Ministre des affaires étrangères de 1978 à 1981, sous la présidence de Valéry Giscard d’Estaing, Jean François-Poncet est depuis 1983 sénateur de Lot-et-Garonne et vice-président de la commission des affaires étrangères, de la défense et des forces armées du Sénat. Le 22 septembre 2008, cette commission a mandaté deux de ses membres, Jean François-Poncet et Monique Cerisier-ben Guiga, sénatrice socialiste, pour effectuer une mission d’information au Moyen-Orient.

Entre octobre 2008 et juin 2009, au cours de plusieurs déplacements, les deux rapporteurs se sont rendus dans les quinze pays du Moyen-Orient, à l’exception du Sultanat d’Oman et de l’Iran : Arabie Saoudite, Yémen, Abu Dhabi, Dubaï, Qatar, Syrie, Liban, Israël, Palestine, Égypte, Irak, Jordanie, Bahreïn, Koweït. Ils se sont aussi rendus en Turquie, à Washington et à New York ainsi qu’à Bruxelles et ont procédé à Paris à l’audition de 40 spécialistes du Moyen-Orient.
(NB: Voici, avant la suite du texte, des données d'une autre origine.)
//! Code generation from the AST to Cranelift IR
//!
//! The whole program is lowered into the body of the implicit entry
//! function. Top-level statements append to the entry function's tail block,
//! which starts as its first block and moves forward whenever a loop leaves
//! emission in a new block.

mod calls;
mod loops;
mod values;

use std::collections::HashMap;

use cranelift_codegen::ir::types as cl_types;
use cranelift_codegen::ir::{Block, InstBuilder};
use cranelift_frontend::FunctionBuilder;
use cranelift_module::{FuncId, Module};
use stc_ast::{Expr, ExprKind, Program, Stmt, StmtKind, TypeQuery};
use tracing::warn;

use crate::context::CompilationContext;
use crate::errors::CompilationResult;
use crate::scope::Scope;

/// Code generator for one module's entry function.
pub struct CodeGenerator<'a, 'f, M: Module> {
    module: &'a mut M,
    builder: FunctionBuilder<'f>,
    ctx: &'a mut CompilationContext,
    types: &'a dyn TypeQuery,
    /// Map from symbol names to declared functions
    function_map: &'a mut HashMap<String, FuncId>,
    pointer: cl_types::Type,
    /// Block where top-level statements continue.
    entry_tail: Block,
}

impl<'a, 'f, M: Module> CodeGenerator<'a, 'f, M> {
    /// Create a code generator emitting into `builder`, whose function must
    /// still be empty.
    pub fn new(
        module: &'a mut M,
        mut builder: FunctionBuilder<'f>,
        ctx: &'a mut CompilationContext,
        types: &'a dyn TypeQuery,
        function_map: &'a mut HashMap<String, FuncId>,
    ) -> Self {
        let pointer = module.target_config().pointer_type();
        let entry_block = builder.create_block();
        builder.switch_to_block(entry_block);

        Self {
            module,
            builder,
            ctx,
            types,
            function_map,
            pointer,
            entry_tail: entry_block,
        }
    }

    /// Lower every top-level statement of `program`.
    pub fn compile_program(&mut self, program: &Program) -> CompilationResult<()> {
        for stmt in &program.statements {
            self.emit_statement(stmt)?;
        }
        Ok(())
    }

    /// Terminate the entry function with `return 0` and finalize it.
    pub fn finish(mut self) {
        let tail = self.entry_tail;
        if self.builder.current_block() != Some(tail) {
            self.builder.switch_to_block(tail);
        }
        let zero = self.builder.ins().iconst(cl_types::I32, 0);
        self.builder.ins().return_(&[zero]);
        self.builder.seal_all_blocks();
        self.builder.finalize();
    }

    fn emit_statement(&mut self, stmt: &Stmt) -> CompilationResult<()> {
        if self.ctx.scopes.is_global() && redirects_to_entry(&stmt.kind) {
            let tail = self.entry_tail;
            let result = self.with_insertion_point(tail, |g| g.emit_statement_here(stmt));
            if let Some(block) = self.builder.current_block() {
                self.entry_tail = block;
            }
            return result;
        }
        self.emit_statement_here(stmt)
    }

    fn emit_statement_here(&mut self, stmt: &Stmt) -> CompilationResult<()> {
        match &stmt.kind {
            StmtKind::Block(statements) => self.with_scope(None, |g| {
                for stmt in statements {
                    g.emit_statement(stmt)?;
                }
                Ok(())
            }),
            StmtKind::Expression(expr) => self.emit_expression_statement(expr),
            StmtKind::Variable(decls) => self.lower_variable_statement(decls),
            StmtKind::For(for_stmt) => self.lower_for(for_stmt),
            StmtKind::Empty | StmtKind::EndOfFile => Ok(()),
            StmtKind::If { .. } | StmtKind::While { .. } | StmtKind::Return(_) | StmtKind::Other(_) => {
                warn!(node = %stmt.id, kind = stmt.kind.name(), "skipping unsupported statement");
                Ok(())
            }
        }
    }

    fn emit_expression_statement(&mut self, expr: &Expr) -> CompilationResult<()> {
        match &*expr.kind {
            ExprKind::Call { callee, args } => self.lower_call(expr, callee, args),
            other => {
                warn!(node = %expr.id, kind = other.name(), "skipping expression statement");
                Ok(())
            }
        }
    }

    /// Run `body` with new instructions going to `block`.
    fn with_insertion_point<T>(
        &mut self,
        block: Block,
        body: impl FnOnce(&mut Self) -> CompilationResult<T>,
    ) -> CompilationResult<T> {
        if self.builder.current_block() != Some(block) {
            self.builder.switch_to_block(block);
        }
        body(self)
    }

    /// Run `body` in a fresh lexical scope, popped on every exit path.
    fn with_scope<T>(
        &mut self,
        name: Option<&str>,
        body: impl FnOnce(&mut Self) -> CompilationResult<T>,
    ) -> CompilationResult<T> {
        let depth = self.ctx.scopes.depth();
        self.ctx.scopes.push(Scope::new(name));
        let result = body(self);
        assert_eq!(self.ctx.scopes.depth(), depth + 1, "unbalanced scope stack");
        self.ctx.scopes.pop();
        result
    }
}

/// Statement kinds that, at global scope, are emitted into the entry
/// function.
fn redirects_to_entry(kind: &StmtKind) -> bool {
    matches!(
        kind,
        StmtKind::Block(_)
            | StmtKind::Expression(_)
            | StmtKind::If { .. }
            | StmtKind::While { .. }
            | StmtKind::Return(_)
            | StmtKind::Variable(_)
            | StmtKind::For(_)
    )
}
Ce rapport a été adopté par la commission et a servi de base à un débat en séance publique au Sénat, le 12 janvier 2010.

Cette réflexion s’est prolongée par un colloque consacré au Moyen-Orient organisé au Sénat, les 28 et 29 janvier 2010. En ouverture, Gérard Larcher, Président du Sénat, a souligné la qualité tout à fait exceptionnelle de ce rapport d’information, toujours d’actualité et a rappelé le caractère souvent éprouvant de ces voyages, en particulier à Gaza en janvier 2009, dix jours après la fin de l’opération « Plomb durci » ou à Bagdad.

L’objectif de ce rapport, rappelle Jean François-Poncet, était de dresser une synthèse d’une région très diverse, complexe, en évolution constante et dont la situation a des répercussions très directes sur notre pays.

Quels sont les caractères communs aux pays du Moyen-Orient ?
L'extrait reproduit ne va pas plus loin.